Saved entries:

——

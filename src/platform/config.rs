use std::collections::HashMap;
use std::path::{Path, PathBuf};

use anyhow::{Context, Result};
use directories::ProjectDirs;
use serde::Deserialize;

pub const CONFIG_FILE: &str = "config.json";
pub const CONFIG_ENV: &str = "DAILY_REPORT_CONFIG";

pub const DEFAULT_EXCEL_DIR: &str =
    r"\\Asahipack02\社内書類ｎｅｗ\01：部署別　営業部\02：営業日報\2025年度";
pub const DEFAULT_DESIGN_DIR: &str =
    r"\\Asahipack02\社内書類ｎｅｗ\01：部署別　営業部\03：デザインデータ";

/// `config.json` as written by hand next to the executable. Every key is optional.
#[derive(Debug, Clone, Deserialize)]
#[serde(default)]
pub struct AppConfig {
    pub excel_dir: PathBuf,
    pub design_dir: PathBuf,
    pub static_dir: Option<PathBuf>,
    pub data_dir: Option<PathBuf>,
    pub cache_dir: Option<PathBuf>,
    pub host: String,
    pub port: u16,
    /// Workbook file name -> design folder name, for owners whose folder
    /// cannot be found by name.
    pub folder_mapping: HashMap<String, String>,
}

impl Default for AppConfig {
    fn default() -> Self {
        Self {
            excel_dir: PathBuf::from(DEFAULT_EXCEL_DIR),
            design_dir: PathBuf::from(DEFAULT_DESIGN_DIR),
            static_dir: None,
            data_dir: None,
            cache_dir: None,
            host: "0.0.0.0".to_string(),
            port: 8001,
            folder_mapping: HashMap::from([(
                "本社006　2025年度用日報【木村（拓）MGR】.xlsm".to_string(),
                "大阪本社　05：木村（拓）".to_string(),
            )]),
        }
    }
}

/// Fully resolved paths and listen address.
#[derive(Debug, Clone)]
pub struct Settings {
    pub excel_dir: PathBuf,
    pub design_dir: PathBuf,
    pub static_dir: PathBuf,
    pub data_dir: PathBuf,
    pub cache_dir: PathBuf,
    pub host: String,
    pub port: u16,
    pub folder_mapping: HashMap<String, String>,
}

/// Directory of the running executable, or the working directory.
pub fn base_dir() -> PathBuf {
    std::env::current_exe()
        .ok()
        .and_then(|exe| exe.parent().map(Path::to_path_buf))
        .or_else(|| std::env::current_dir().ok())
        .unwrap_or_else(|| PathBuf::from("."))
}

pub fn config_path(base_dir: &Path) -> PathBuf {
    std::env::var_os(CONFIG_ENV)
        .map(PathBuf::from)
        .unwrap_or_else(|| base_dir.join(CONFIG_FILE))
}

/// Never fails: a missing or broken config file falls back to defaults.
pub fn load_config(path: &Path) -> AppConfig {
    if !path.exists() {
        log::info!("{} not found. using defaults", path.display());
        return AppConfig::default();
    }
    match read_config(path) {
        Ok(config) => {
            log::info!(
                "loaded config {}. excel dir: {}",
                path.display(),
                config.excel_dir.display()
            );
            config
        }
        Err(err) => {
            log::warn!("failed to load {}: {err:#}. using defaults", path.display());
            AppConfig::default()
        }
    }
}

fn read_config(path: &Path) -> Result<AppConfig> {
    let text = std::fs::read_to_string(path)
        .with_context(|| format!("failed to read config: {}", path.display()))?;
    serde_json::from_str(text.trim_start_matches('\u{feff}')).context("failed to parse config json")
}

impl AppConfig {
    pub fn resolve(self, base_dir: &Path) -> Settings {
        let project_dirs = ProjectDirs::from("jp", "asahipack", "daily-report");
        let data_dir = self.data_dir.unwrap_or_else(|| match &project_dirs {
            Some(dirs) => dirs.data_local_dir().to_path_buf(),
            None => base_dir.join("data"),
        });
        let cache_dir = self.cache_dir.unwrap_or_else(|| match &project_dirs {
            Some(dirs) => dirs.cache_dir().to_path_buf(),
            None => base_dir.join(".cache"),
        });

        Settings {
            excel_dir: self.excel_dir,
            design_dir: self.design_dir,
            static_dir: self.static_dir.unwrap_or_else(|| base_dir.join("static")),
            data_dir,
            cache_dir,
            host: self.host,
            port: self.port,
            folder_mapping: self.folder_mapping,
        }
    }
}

——

§ What to work on:
Which lines of the data hold the string "executable"? Return each of them.

§ Worked solution:
/// `config.json` as written by hand next to the executable. Every key is optional.
/// Directory of the running executable, or the working directory.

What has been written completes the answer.